The Core Modules form the basic building blocks of the knowledge network. These modules are required to deploy a full end-to-end knowledge pipeline.

  • chunker-recursive - Accepts text documents and uses LangChain recursive chunking algorithm to produce smaller text chunks.
  • chunker-token - Chunks texts documents by a chosen amount of tokens.
  • embeddings-hf - A service which analyses text and returns a vector embedding using one of the HuggingFace embeddings models.
  • embeddings-ollama - A service which analyses text and returns a vector embedding using an Ollama embeddings model.
  • embeddings-vectorize - Uses an embeddings service to get a vector embedding which is added to the processor payload.
  • graph-rag - A query service which applies a Graph RAG algorithm to provide a response to a text prompt.
  • triples-write-cassandra - Takes knowledge graph edges and writes them to a Cassandra store.

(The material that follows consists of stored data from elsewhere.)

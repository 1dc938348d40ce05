use once_cell::sync::OnceCell;

use crate::config::SourceConfig;
use crate::errors::KafkaIngestError;
use crate::format::{reader_for, FormatReader};
use crate::record::{FieldValue, StructuredRecord};
use crate::schema::Schema;

/// Everything known about one raw Kafka message by the time it is decoded.
///
/// The timestamp is assigned once per processing batch and shared by every
/// message decoded within that batch; it is not the broker's per-message
/// timestamp.
#[derive(Debug, Clone, PartialEq)]
pub struct MessageEnvelope {
    pub key: Option<Vec<u8>>,
    pub value: Vec<u8>,
    pub partition: i32,
    pub offset: i64,
    pub batch_timestamp_ms: i64,
}

/// Turns a [`MessageEnvelope`] into a [`StructuredRecord`], pure given the
/// configuration.
///
/// Each parallel worker of the consumption engine holds its own decoder
/// instance. The derived state (schema, metadata field names, content field
/// or format reader) is computed lazily on the first message and cached for
/// the worker's lifetime; cloning a decoder hands a fresh, uninitialized
/// instance to the next worker, so independent initializations converge on
/// equivalent state.
#[derive(Debug)]
pub struct RecordDecoder {
    config: SourceConfig,
    state: OnceCell<DecoderState>,
}

struct DecoderState {
    schema: Schema,
    time_field: Option<String>,
    key_field: Option<String>,
    partition_field: Option<String>,
    offset_field: Option<String>,
    content: ContentDecoder,
}

impl std::fmt::Debug for DecoderState {
    fn fmt(&self, f: &mut std::fmt::Formatter<'_>) -> std::fmt::Result {
        f.debug_struct("DecoderState")
            .field("schema", &self.schema)
            .field("time_field", &self.time_field)
            .field("key_field", &self.key_field)
            .field("partition_field", &self.partition_field)
            .field("offset_field", &self.offset_field)
            .finish_non_exhaustive()
    }
}

/// The strategy rendering the message content, selected once at
/// configuration time by the presence of a format name.
enum ContentDecoder {
    /// The sole content field receives the raw message bytes untouched.
    Raw { message_field: String },
    /// Message bytes are parsed against the sub-schema; every parsed field
    /// is copied into the output record by name.
    Formatted { reader: Box<dyn FormatReader> },
}

impl DecoderState {
    fn derive(config: &SourceConfig) -> Result<Self, KafkaIngestError> {
        let content = match &config.format {
            Some(format) => {
                let message_schema =
                    config.message_schema.as_ref().ok_or(KafkaIngestError::MissingMessageSchema)?;
                ContentDecoder::Formatted { reader: reader_for(format, message_schema)? }
            }
            None => {
                let metadata_fields = [
                    config.time_field.as_deref(),
                    config.key_field.as_deref(),
                    config.partition_field.as_deref(),
                    config.offset_field.as_deref(),
                ];
                let message_field = config
                    .schema
                    .fields()
                    .iter()
                    .map(|f| f.name.as_str())
                    .find(|&name| !metadata_fields.contains(&Some(name)))
                    .ok_or(KafkaIngestError::MissingContentField)?;
                ContentDecoder::Raw { message_field: message_field.to_string() }
            }
        };

        Ok(Self {
            schema: config.schema.clone(),
            time_field: config.time_field.clone(),
            key_field: config.key_field.clone(),
            partition_field: config.partition_field.clone(),
            offset_field: config.offset_field.clone(),
            content,
        })
    }
}

impl RecordDecoder {
    pub fn new(config: SourceConfig) -> Self {
        Self { config, state: OnceCell::new() }
    }

    /// Decodes a single message into a record conforming to the output
    /// schema.
    ///
    /// Any failure (format lookup, message parsing, a value incompatible
    /// with its declared field type) is fatal for the message: there is no
    /// skip-and-continue at this layer.
    pub fn decode(&self, envelope: &MessageEnvelope) -> Result<StructuredRecord, KafkaIngestError> {
        let state = self.state.get_or_try_init(|| DecoderState::derive(&self.config))?;

        let mut builder = StructuredRecord::builder(state.schema.clone());
        if let Some(field) = &state.time_field {
            builder.set(field, FieldValue::Long(envelope.batch_timestamp_ms))?;
        }
        if let Some(field) = &state.key_field {
            let key = envelope.key.clone().map(FieldValue::Bytes).unwrap_or(FieldValue::Null);
            builder.set(field, key)?;
        }
        if let Some(field) = &state.partition_field {
            builder.set(field, FieldValue::Int(envelope.partition))?;
        }
        if let Some(field) = &state.offset_field {
            builder.set(field, FieldValue::Long(envelope.offset))?;
        }

        match &state.content {
            ContentDecoder::Raw { message_field } => {
                builder.set(message_field, FieldValue::Bytes(envelope.value.clone()))?;
            }
            ContentDecoder::Formatted { reader } => {
                let parsed = reader.read(&envelope.value)?;
                for (name, value) in parsed.fields() {
                    builder.set(name, value.clone())?;
                }
            }
        }

        Ok(builder.build())
    }

    #[cfg(test)]
    fn is_initialized(&self) -> bool {
        self.state.get().is_some()
    }
}

impl Clone for RecordDecoder {
    /// A clone starts with an empty cache: each worker derives its own state.
    fn clone(&self) -> Self {
        Self::new(self.config.clone())
    }
}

  • triples-write-neo4j - Takes knowledge graph edges and writes them a Neo4j store.
  • kg-extract-definitions - knowledge extractor - examines text and produces graph edges describing discovered terms and also their defintions. Definitions are derived using the input documents.
  • kg-extract-relationships - knowledge extractor - examines text and produces graph edges describing the relationships between discovered terms.

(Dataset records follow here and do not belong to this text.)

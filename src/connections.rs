use std::time::Duration;

use rdkafka::consumer::{BaseConsumer, Consumer};
use rdkafka::{ClientConfig, TopicPartitionList};
use tracing::debug;

use crate::config::BrokerEndpoint;
use crate::errors::KafkaIngestError;

/// Every broker round trip of the resolution phase is bounded by this.
pub(crate) const QUERY_TIMEOUT: Duration = Duration::from_secs(20);

const RECEIVE_BUFFER_BYTES: usize = 128 * 1024;

// librdkafka validates these at client creation: `fetch.max.bytes` must be
// >= `message.max.bytes`, and `receive.message.max.bytes` must be >=
// `fetch.max.bytes` + 512.
const MAX_MESSAGE_BYTES: usize = RECEIVE_BUFFER_BYTES / 2;

/// A short-lived query channel to a single broker.
///
/// Only metadata and offset lookups go through it; it never joins a consumer
/// group and never fetches message data.
pub(crate) struct BrokerConnection {
    broker: BrokerEndpoint,
    consumer: BaseConsumer,
}

impl BrokerConnection {
    fn open(broker: &BrokerEndpoint) -> Result<Self, KafkaIngestError> {
        let consumer: BaseConsumer = ClientConfig::new()
            .set("bootstrap.servers", broker.address())
            .set("client.id", "kafka_ingest-lookup")
            .set("socket.timeout.ms", QUERY_TIMEOUT.as_millis().to_string())
            .set("receive.message.max.bytes", RECEIVE_BUFFER_BYTES.to_string())
            .set("message.max.bytes", MAX_MESSAGE_BYTES.to_string())
            .set("fetch.max.bytes", MAX_MESSAGE_BYTES.to_string())
            .create()
            .map_err(|e| KafkaIngestError::Connection { broker: broker.address(), source: e })?;

        Ok(Self { broker: broker.clone(), consumer })
    }

    /// The partition ids this broker reports for `topic`.
    pub(crate) fn topic_partitions(&self, topic: &str) -> Result<Vec<i32>, KafkaIngestError> {
        let metadata = self
            .consumer
            .fetch_metadata(Some(topic), QUERY_TIMEOUT)
            .map_err(|e| self.query_failed(e))?;

        Ok(metadata
            .topics()
            .iter()
            .filter(|t| t.name() == topic)
            .flat_map(|t| t.partitions().iter().map(|p| p.id()))
            .collect())
    }

    /// Sends one batched offset lookup and returns the broker's response.
    ///
    /// Entries of `request` carry `Offset::Beginning`/`Offset::End` sentinels;
    /// the response carries `Offset::Offset(..)` for every entry this broker
    /// could answer, and a non-concrete offset for every entry it could not.
    pub(crate) fn lookup_offsets(
        &self,
        request: TopicPartitionList,
    ) -> Result<TopicPartitionList, KafkaIngestError> {
        self.consumer.offsets_for_times(request, QUERY_TIMEOUT).map_err(|e| self.query_failed(e))
    }

    fn query_failed(&self, source: rdkafka::error::KafkaError) -> KafkaIngestError {
        KafkaIngestError::Connection { broker: self.broker.address(), source }
    }
}

/// One open [`BrokerConnection`] per configured broker.
///
/// The set lives only for the resolution phase: it is opened before partition
/// discovery starts and released (by drop) on every exit path, whether
/// resolution succeeded or not, before control returns to the caller.
pub(crate) struct BrokerConnections {
    connections: Vec<BrokerConnection>,
}

impl BrokerConnections {
    pub(crate) fn open(brokers: &[BrokerEndpoint]) -> Result<Self, KafkaIngestError> {
        let mut connections = Vec::with_capacity(brokers.len());
        for broker in brokers {
            connections.push(BrokerConnection::open(broker)?);
        }
        debug!("Opened {} broker connection(s)", connections.len());
        Ok(Self { connections })
    }

    pub(crate) fn iter(&self) -> impl Iterator<Item = &BrokerConnection> {
        self.connections.iter()
    }
}

impl Drop for BrokerConnections {
    fn drop(&mut self) {
        // librdkafka tears the client down on drop and cannot fail doing so;
        // this hook marks the release point in the logs.
        debug!("Released {} broker connection(s)", self.connections.len());
    }
}

#[cfg(test)]
mod tests {
    use super::*;

    // Client creation is lazy in librdkafka: no network traffic happens until
    // a query is issued, so opening connections to unroutable endpoints is
    // instantaneous and must succeed.
    #[test]
    fn opening_connections_does_not_contact_brokers() {
        let brokers =
            vec![BrokerEndpoint::new("localhost", 1), BrokerEndpoint::new("localhost", 2)];
        let connections = BrokerConnections::open(&brokers).unwrap();
        assert_eq!(connections.iter().count(), 2);
    }
}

  • loader - Takes a document and loads into the processing pipeline. Used, for example, to add PDF documents.
  • pdf-decoder - Takes a PDF document and emits extracted text. Text extraction from a PDF is not a perfect science as PDF is a printable format. For instance, the wrapping of text between lines in a PDF document is not semantically encoded, so the decoder will see wrapped lines as space-separated.
  • ge-write-qdrant - Takes graph embedding mappings and writes them to the vector embeddings store.